If bi-amping is so great, why do some high end speakers not support it?


I’m sure a number of you have much more technical knowledge than I. so I’m wondering: a lot of people stress the value of bi-amping. My speakers (B&W CM9, and Monitor Audio PL100II) both offer the option. I use it on the Monitors, and I think it helps.

But I’ve noticed many speakers upward of $5k, and some more than $50k (e.g., some of Magico) aren’t set up for it.

Am I missing something? Or is this just one of the issues on which there are very different opinions with no way to settle the disagreement?

Thanks folks…


rsgottlieb
High priced speaker is not necessarily high fidelity. RCA is a crap connection but you find it everywhere because it is cheap and convenient even if it is inferior to XLR
A further note. The speaker crossovers should be disconnected before the bi-amped signal is delivered. If you don't, nothing will explode, but the clean bi-amped signal will have to drive the speaker crossover, which, being made of inferior parts, will eliminate much of the benefit of bi-amping.
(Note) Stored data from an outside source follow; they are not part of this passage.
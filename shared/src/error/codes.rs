//! Unified error codes for the Bazaar backend
//!
//! Error codes are shared between the server and any API client and are
//! organized by category:
//! - 0xxx: General errors
//! - 1xxx: Authentication errors
//! - 2xxx: Permission errors
//! - 4xxx: Order errors
//! - 5xxx: Payment method errors
//! - 6xxx: Product / catalog errors
//! - 7xxx: Review errors
//! - 8xxx: Account errors
//! - 9xxx: System errors

use serde::{Deserialize, Serialize};
use std::fmt;

/// Unified error code enum
///
/// All error codes are represented as u16 values for efficient serialization
/// and cross-language compatibility (Rust, TypeScript, etc.)
#[derive(Debug, Clone, Copy, PartialEq, Eq, Hash, Serialize, Deserialize)]
#[serde(into = "u16", try_from = "u16")]
#[repr(u16)]
pub enum ErrorCode {
    // ==================== 0xxx: General ====================
    /// Operation completed successfully
    Success = 0,
    /// Unknown error
    Unknown = 1,
    /// Validation failed
    ValidationFailed = 2,
    /// Resource not found
    NotFound = 3,
    /// Resource already exists
    AlreadyExists = 4,
    /// Invalid request
    InvalidRequest = 5,
    /// Required field missing
    RequiredField = 6,
    /// Value out of range
    ValueOutOfRange = 7,

    // ==================== 1xxx: Auth ====================
    /// User is not authenticated
    NotAuthenticated = 1001,
    /// Invalid credentials (email/password)
    InvalidCredentials = 1002,
    /// Token has expired
    TokenExpired = 1003,
    /// Token is invalid
    TokenInvalid = 1004,
    /// Account is disabled
    AccountDisabled = 1005,

    // ==================== 2xxx: Permission ====================
    /// Permission denied
    PermissionDenied = 2001,

    // ==================== 4xxx: Order ====================
    /// Order not found
    OrderNotFound = 4001,
    /// Order contains no line items
    EmptyOrder = 4002,
    /// Order cannot be cancelled in its current status
    OrderNotCancellable = 4003,
    /// Order has already been cancelled
    OrderAlreadyCancelled = 4004,
    /// Order status value is not recognized
    InvalidOrderStatus = 4005,

    // ==================== 5xxx: Payment method ====================
    /// Payment method not found
    PaymentMethodNotFound = 5001,
    /// Card already registered for this user
    DuplicateCard = 5002,
    /// Card details are invalid (number, expiry)
    InvalidCard = 5003,

    // ==================== 6xxx: Product / catalog ====================
    /// Product not found
    ProductNotFound = 6001,
    /// Requested quantity exceeds available stock
    InsufficientStock = 6002,
    /// Product name already exists
    ProductNameExists = 6003,
    /// Category not found
    CategoryNotFound = 6004,
    /// Category name already exists
    CategoryNameExists = 6005,
    /// Campaign not found
    CampaignNotFound = 6006,
    /// Product already in favorites
    AlreadyFavorite = 6007,
    /// Favorite not found
    FavoriteNotFound = 6008,

    // ==================== 7xxx: Review ====================
    /// Review not found
    ReviewNotFound = 7001,
    /// User has already reviewed this product
    DuplicateReview = 7002,
    /// Rating must be between 1 and 5
    InvalidRating = 7003,

    // ==================== 8xxx: Account ====================
    /// User not found
    UserNotFound = 8001,
    /// Email is already registered
    EmailExists = 8002,
    /// Current password does not match
    PasswordMismatch = 8003,
    /// Address not found
    AddressNotFound = 8004,
    /// Notification not found
    NotificationNotFound = 8005,

    // ==================== 9xxx: System ====================
    /// Internal server error
    InternalError = 9001,
    /// Database error
    DatabaseError = 9002,
    /// Configuration error
    ConfigError = 9003,
}

impl ErrorCode {
    /// Get the numeric code value
    pub fn code(&self) -> u16 {
        *self as u16
    }

    /// Get the default human-readable message for this error code
    pub fn message(&self) -> &'static str {
        match self {
            Self::Success => "OK",
            Self::Unknown => "Unknown error",
            Self::ValidationFailed => "Validation failed",
            Self::NotFound => "Resource not found",
            Self::AlreadyExists => "Resource already exists",
            Self::InvalidRequest => "Invalid request",
            Self::RequiredField => "Required field missing",
            Self::ValueOutOfRange => "Value out of range",

            Self::NotAuthenticated => "Not authenticated",
            Self::InvalidCredentials => "Invalid email or password",
            Self::TokenExpired => "Token has expired",
            Self::TokenInvalid => "Token is invalid",
            Self::AccountDisabled => "Account is disabled",

            Self::PermissionDenied => "Permission denied",

            Self::OrderNotFound => "Order not found",
            Self::EmptyOrder => "Order must contain at least one item",
            Self::OrderNotCancellable => "Cannot cancel shipped or delivered orders",
            Self::OrderAlreadyCancelled => "Order has already been cancelled",
            Self::InvalidOrderStatus => "Unrecognized order status",

            Self::PaymentMethodNotFound => "Payment method not found",
            Self::DuplicateCard => "Card is already registered",
            Self::InvalidCard => "Invalid card details",

            Self::ProductNotFound => "Product not found",
            Self::InsufficientStock => "Insufficient stock",
            Self::ProductNameExists => "Product name already exists",
            Self::CategoryNotFound => "Category not found",
            Self::CategoryNameExists => "Category name already exists",
            Self::CampaignNotFound => "Campaign not found",
            Self::AlreadyFavorite => "Product is already in favorites",
            Self::FavoriteNotFound => "Favorite not found",

            Self::ReviewNotFound => "Review not found",
            Self::DuplicateReview => "User has already reviewed this product",
            Self::InvalidRating => "Rating must be between 1 and 5",

            Self::UserNotFound => "User not found",
            Self::EmailExists => "Email is already registered",
            Self::PasswordMismatch => "Current password does not match",
            Self::AddressNotFound => "Address not found",
            Self::NotificationNotFound => "Notification not found",

            Self::InternalError => "Internal server error",
            Self::DatabaseError => "Database error",
            Self::ConfigError => "Configuration error",
        }
    }

    /// Get the category of this error code
    pub fn category(&self) -> super::category::ErrorCategory {
        super::category::ErrorCategory::from_code(self.code())
    }
}

impl fmt::Display for ErrorCode {
    fn fmt(&self, f: &mut fmt::Formatter<'_>) -> fmt::Result {
        write!(f, "E{:04}", self.code())
    }
}

impl From<ErrorCode> for u16 {
    fn from(code: ErrorCode) -> Self {
        code as u16
    }
}

/// Error returned when a u16 value does not map to a known error code
#[derive(Debug, Clone, Copy, PartialEq, Eq)]
pub struct InvalidErrorCode(pub u16);

impl fmt::Display for InvalidErrorCode {
    fn fmt(&self, f: &mut fmt::Formatter<'_>) -> fmt::Result {
        write!(f, "invalid error code: {}", self.0)
    }
}

impl std::error::Error for InvalidErrorCode {}

impl TryFrom<u16> for ErrorCode {
    type Error = InvalidErrorCode;

    fn try_from(value: u16) -> Result<Self, Self::Error> {
        let code = match value {
            0 => Self::Success,
            1 => Self::Unknown,
            2 => Self::ValidationFailed,
            3 => Self::NotFound,
            4 => Self::AlreadyExists,
            5 => Self::InvalidRequest,
            6 => Self::RequiredField,
            7 => Self::ValueOutOfRange,

            1001 => Self::NotAuthenticated,
            1002 => Self::InvalidCredentials,
            1003 => Self::TokenExpired,
            1004 => Self::TokenInvalid,
            1005 => Self::AccountDisabled,

            2001 => Self::PermissionDenied,

            4001 => Self::OrderNotFound,
            4002 => Self::EmptyOrder,
            4003 => Self::OrderNotCancellable,
            4004 => Self::OrderAlreadyCancelled,
            4005 => Self::InvalidOrderStatus,

            5001 => Self::PaymentMethodNotFound,
            5002 => Self::DuplicateCard,
            5003 => Self::InvalidCard,

            6001 => Self::ProductNotFound,
            6002 => Self::InsufficientStock,
            6003 => Self::ProductNameExists,
            6004 => Self::CategoryNotFound,
            6005 => Self::CategoryNameExists,
            6006 => Self::CampaignNotFound,
            6007 => Self::AlreadyFavorite,
            6008 => Self::FavoriteNotFound,

            7001 => Self::ReviewNotFound,
            7002 => Self::DuplicateReview,
            7003 => Self::InvalidRating,

            8001 => Self::UserNotFound,
            8002 => Self::EmailExists,
            8003 => Self::PasswordMismatch,
            8004 => Self::AddressNotFound,
            8005 => Self::NotificationNotFound,

            9001 => Self::InternalError,
            9002 => Self::DatabaseError,
            9003 => Self::ConfigError,

            other => return Err(InvalidErrorCode(other)),
        };
        Ok(code)
    }
}

#[cfg(test)]
mod tests {
    use super::*;

    #[test]
    fn test_roundtrip_u16() {
        for code in [
            ErrorCode::Success,
            ErrorCode::InsufficientStock,
            ErrorCode::OrderAlreadyCancelled,
            ErrorCode::DuplicateReview,
            ErrorCode::DatabaseError,
        ] {
            let raw: u16 = code.into();
            assert_eq!(ErrorCode::try_from(raw), Ok(code));
        }
    }

    #[test]
    fn test_unknown_code_rejected() {
        assert_eq!(ErrorCode::try_from(3999), Err(InvalidErrorCode(3999)));
    }

    #[test]
    fn test_display_format() {
        assert_eq!(ErrorCode::ProductNotFound.to_string(), "E6001");
        assert_eq!(ErrorCode::Success.to_string(), "E0000");
    }
}
//! Product API Handlers

use axum::extract::{Path, Query, State};
use axum::Json;
use shared::{ApiResponse, AppResult};

use crate::core::AppState;
use crate::db::models::{Product, ProductCreate, ProductFilter, ProductUpdate};
use crate::utils::validation;

/// GET /api/products
pub async fn list(
    State(state): State<AppState>,
    Query(filter): Query<ProductFilter>,
) -> AppResult<ApiResponse<Vec<Product>>> {
    let products = state.products.find_all(filter).await?;
    Ok(ApiResponse::success(products))
}

/// GET /api/products/featured
pub async fn featured(State(state): State<AppState>) -> AppResult<ApiResponse<Vec<Product>>> {
    let products = state.products.find_featured().await?;
    Ok(ApiResponse::success(products))
}

/// GET /api/products/:id
pub async fn get_by_id(
    State(state): State<AppState>,
    Path(id): Path<i64>,
) -> AppResult<ApiResponse<Product>> {
    let product = state.products.find_by_id(id).await?;
    Ok(ApiResponse::success(product))
}

/// POST /api/products
pub async fn create(
    State(state): State<AppState>,
    Json(payload): Json<ProductCreate>,
) -> AppResult<ApiResponse<Product>> {
    validation::required(&payload.product_name, "productName")?;
    let product = state.products.create(payload).await?;
    tracing::info!(product_id = product.id, "Product created");
    Ok(ApiResponse::success(product))
}

/// PUT /api/products/:id
pub async fn update(
    State(state): State<AppState>,
    Path(id): Path<i64>,
    Json(payload): Json<ProductUpdate>,
) -> AppResult<ApiResponse<Product>> {
    let product = state.products.update(id, payload).await?;
    Ok(ApiResponse::success(product))
}

/// DELETE /api/products/:id
pub async fn delete(
    State(state): State<AppState>,
    Path(id): Path<i64>,
) -> AppResult<ApiResponse<()>> {
    state.products.delete(id).await?;
    tracing::info!(product_id = id, "Product deleted");
    Ok(ApiResponse::ok())
}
For the most part. In general. YMMV

@shadorne 
What!?!?  There's nothing mechanically or electrically wrong with RCA, and the virtue of XLR isn't found in the intrinsic quality of it's cable or connectors. It's found in the virtue of of how 2 opposing signals can be used to cancel noise and distortion and XLR is just a more convenient that pairs of RCA, but pairs or RCA can do the exact same thing. 
@kosst_amojan  

sorry to break any sacred cows but RCA uses ground as a wire - so no shield

you obviously have not used a multitude of equipment as you would have observed first hand that XLR always has less hum or RF noise or ground loop hiss.

RCA is just cheap crap and obviously very popular for that reason
Regarding biwire and speaker manufacturers. Jim Salk of Salk Sound doesn't think that it matters for sound but he advises his buyers to allow for that capability as it can help resale value.